> [TASK GOAL] From the data below, return each line in which the string "rejected" is found.

(Saved data entries)
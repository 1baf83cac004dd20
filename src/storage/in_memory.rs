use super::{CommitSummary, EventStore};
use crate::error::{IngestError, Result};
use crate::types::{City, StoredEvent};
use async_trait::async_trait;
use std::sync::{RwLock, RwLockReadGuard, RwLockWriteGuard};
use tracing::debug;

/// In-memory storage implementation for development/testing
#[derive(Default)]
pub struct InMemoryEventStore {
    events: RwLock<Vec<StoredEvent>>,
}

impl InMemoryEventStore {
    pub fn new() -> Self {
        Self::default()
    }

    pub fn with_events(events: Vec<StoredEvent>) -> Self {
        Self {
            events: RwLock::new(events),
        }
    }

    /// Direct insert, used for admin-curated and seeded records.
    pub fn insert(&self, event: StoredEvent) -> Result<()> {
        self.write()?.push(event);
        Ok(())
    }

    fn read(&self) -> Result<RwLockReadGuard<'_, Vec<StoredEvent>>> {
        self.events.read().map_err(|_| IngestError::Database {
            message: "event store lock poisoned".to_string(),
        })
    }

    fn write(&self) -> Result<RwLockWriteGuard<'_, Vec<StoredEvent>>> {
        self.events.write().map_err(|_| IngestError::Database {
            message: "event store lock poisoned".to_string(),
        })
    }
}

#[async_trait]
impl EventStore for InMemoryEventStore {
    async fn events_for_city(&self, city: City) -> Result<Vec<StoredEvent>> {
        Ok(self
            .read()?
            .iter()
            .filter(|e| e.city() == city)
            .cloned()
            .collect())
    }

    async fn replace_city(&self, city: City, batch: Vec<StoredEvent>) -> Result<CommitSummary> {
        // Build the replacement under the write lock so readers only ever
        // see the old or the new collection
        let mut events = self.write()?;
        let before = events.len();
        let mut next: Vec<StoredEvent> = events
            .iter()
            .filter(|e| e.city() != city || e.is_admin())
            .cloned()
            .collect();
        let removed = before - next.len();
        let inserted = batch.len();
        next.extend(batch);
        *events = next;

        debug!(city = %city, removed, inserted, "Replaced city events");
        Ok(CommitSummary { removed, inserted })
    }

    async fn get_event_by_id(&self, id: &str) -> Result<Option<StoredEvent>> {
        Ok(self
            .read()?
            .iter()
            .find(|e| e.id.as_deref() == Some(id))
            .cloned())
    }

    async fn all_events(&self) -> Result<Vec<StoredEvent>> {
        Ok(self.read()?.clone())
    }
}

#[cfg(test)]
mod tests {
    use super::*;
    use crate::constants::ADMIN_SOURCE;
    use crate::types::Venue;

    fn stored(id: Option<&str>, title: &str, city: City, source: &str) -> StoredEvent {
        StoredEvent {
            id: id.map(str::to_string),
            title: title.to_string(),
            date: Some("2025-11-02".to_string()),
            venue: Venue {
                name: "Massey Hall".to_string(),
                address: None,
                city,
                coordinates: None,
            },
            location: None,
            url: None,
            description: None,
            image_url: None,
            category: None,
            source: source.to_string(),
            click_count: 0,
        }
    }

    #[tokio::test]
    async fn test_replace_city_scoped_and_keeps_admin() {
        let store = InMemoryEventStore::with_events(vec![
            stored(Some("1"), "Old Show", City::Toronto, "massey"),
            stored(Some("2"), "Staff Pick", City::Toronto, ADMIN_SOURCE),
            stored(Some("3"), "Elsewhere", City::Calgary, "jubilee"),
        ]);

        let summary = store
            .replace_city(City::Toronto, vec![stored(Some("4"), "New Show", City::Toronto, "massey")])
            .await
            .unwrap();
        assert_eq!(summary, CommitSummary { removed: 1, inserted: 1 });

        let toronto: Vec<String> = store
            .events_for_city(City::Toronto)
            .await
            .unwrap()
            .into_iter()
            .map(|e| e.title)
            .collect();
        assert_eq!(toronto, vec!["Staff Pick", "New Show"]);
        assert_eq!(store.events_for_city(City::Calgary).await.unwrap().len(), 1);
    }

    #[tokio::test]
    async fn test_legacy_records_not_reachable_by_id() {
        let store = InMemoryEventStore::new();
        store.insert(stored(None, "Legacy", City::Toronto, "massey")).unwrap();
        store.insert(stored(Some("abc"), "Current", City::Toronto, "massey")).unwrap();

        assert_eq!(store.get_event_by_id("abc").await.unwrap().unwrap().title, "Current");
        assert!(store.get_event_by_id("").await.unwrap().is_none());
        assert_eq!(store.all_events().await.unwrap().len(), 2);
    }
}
* * *
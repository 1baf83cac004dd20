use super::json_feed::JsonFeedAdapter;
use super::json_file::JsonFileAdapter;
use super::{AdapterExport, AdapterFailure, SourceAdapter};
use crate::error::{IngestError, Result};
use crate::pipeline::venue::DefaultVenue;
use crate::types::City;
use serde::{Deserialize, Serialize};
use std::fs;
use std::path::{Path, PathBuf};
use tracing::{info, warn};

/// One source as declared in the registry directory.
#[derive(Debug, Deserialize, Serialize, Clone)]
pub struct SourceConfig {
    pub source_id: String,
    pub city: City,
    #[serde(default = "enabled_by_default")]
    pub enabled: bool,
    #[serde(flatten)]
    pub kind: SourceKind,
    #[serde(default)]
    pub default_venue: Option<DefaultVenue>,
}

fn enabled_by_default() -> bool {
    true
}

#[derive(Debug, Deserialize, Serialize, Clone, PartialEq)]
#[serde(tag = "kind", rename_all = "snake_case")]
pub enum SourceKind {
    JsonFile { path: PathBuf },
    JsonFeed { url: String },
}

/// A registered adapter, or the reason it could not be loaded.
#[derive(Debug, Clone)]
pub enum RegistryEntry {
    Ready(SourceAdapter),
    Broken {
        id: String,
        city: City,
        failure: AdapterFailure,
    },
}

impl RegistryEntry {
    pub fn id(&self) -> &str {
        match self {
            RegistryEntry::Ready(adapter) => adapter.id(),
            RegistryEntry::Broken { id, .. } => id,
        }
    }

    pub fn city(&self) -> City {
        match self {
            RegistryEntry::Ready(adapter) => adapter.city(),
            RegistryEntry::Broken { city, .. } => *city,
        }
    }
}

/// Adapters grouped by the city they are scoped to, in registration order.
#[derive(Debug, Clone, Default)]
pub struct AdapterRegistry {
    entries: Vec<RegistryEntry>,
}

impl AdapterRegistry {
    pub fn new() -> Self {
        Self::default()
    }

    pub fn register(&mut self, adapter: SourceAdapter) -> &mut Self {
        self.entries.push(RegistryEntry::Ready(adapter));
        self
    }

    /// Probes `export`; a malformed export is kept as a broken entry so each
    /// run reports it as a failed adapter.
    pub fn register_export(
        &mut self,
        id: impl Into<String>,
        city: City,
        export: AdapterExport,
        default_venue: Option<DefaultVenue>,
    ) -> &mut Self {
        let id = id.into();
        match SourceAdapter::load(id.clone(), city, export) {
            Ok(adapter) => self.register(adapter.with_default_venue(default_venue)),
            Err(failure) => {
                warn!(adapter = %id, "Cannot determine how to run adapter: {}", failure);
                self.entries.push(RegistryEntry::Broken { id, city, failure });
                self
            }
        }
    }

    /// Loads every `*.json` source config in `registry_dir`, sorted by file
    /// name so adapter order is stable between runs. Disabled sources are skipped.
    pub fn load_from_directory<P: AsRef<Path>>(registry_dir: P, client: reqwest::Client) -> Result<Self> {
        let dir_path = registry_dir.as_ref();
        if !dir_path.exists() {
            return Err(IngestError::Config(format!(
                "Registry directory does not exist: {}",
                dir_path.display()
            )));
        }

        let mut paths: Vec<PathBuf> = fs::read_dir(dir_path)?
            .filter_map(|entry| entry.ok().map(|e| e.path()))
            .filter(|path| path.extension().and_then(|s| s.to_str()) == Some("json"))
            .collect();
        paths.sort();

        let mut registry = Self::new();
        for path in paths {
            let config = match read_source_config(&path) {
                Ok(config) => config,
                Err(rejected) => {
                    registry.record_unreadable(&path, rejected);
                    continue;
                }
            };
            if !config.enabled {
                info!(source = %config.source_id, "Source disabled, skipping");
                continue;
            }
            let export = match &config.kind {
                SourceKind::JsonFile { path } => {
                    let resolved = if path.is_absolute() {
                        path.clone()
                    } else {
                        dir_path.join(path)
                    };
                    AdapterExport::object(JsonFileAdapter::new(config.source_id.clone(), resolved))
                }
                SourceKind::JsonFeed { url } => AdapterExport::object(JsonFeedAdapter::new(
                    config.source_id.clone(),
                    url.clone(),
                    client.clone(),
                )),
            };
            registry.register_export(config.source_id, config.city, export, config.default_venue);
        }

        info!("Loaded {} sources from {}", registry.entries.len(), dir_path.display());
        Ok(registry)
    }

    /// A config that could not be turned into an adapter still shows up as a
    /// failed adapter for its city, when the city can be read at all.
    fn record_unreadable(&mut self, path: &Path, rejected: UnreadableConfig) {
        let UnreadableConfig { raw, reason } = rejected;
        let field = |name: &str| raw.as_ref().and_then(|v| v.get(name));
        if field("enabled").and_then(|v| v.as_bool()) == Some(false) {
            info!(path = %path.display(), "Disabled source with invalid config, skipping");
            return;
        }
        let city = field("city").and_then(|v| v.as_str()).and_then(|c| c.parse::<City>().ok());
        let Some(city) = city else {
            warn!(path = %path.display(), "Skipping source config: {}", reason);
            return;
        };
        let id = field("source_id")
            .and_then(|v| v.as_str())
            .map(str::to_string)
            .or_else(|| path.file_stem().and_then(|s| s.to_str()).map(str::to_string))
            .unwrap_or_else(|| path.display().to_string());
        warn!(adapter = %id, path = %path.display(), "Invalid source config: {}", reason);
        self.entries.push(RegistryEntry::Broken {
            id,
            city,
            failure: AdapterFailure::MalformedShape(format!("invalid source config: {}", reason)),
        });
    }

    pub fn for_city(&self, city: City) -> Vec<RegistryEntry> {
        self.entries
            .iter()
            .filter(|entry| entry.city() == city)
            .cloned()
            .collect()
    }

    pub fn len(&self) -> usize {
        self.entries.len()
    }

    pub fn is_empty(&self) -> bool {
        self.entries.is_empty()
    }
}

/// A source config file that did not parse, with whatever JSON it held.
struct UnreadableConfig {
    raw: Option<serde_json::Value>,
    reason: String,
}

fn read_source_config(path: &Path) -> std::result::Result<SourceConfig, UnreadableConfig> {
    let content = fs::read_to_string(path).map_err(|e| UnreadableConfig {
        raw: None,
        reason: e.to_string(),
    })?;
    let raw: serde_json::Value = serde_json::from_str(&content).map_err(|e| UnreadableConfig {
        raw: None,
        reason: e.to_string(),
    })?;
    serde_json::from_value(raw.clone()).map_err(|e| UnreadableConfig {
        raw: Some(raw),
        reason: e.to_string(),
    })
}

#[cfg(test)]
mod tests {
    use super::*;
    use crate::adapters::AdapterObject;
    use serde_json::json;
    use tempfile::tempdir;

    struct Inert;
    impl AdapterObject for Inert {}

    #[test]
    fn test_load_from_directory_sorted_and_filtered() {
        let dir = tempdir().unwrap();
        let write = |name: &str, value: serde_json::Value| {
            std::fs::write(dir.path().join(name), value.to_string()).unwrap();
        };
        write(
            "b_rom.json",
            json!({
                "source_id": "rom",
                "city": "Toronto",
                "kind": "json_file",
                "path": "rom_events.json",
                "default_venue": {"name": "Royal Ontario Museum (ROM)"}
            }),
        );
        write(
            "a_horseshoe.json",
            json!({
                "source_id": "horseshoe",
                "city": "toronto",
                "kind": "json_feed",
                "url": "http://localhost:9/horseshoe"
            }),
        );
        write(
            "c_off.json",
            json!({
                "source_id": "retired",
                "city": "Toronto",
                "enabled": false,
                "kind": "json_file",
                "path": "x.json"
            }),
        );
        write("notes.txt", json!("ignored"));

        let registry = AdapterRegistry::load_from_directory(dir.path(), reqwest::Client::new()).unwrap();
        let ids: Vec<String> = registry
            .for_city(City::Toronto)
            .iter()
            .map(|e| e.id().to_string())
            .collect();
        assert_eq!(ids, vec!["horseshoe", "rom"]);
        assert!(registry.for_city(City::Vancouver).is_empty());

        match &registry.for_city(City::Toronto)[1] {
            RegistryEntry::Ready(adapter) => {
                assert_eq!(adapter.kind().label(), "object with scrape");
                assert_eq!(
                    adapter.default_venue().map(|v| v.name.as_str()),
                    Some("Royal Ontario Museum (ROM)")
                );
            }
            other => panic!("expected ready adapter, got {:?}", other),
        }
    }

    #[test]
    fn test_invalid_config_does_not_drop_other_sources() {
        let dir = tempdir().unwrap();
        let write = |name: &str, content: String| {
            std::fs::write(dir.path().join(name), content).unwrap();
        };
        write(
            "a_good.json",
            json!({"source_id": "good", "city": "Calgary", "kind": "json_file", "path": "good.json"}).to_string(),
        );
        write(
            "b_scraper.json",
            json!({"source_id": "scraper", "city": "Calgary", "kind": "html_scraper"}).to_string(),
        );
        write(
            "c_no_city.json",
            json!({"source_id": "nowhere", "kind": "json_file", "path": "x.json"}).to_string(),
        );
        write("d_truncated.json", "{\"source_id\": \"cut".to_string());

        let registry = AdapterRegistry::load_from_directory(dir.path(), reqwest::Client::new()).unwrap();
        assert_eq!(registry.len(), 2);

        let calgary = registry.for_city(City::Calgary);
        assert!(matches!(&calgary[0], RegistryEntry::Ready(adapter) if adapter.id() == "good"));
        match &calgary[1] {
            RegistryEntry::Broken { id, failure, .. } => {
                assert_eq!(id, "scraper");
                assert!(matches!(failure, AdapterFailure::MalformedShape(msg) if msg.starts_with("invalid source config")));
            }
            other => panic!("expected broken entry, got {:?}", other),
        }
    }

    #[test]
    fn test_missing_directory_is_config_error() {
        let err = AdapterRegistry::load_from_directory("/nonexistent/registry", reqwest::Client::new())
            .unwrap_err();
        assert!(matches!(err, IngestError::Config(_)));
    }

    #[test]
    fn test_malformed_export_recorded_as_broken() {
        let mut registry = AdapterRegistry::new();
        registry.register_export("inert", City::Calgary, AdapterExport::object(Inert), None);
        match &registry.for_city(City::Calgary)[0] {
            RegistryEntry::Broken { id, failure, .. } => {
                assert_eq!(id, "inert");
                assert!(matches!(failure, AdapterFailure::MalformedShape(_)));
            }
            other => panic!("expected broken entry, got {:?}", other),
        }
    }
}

> [WRITTEN ANSWER]
                Err(rejected) => {
                    registry.record_unreadable(&path, rejected);
    fn record_unreadable(&mut self, path: &Path, rejected: UnreadableConfig) {
        let UnreadableConfig { raw, reason } = rejected;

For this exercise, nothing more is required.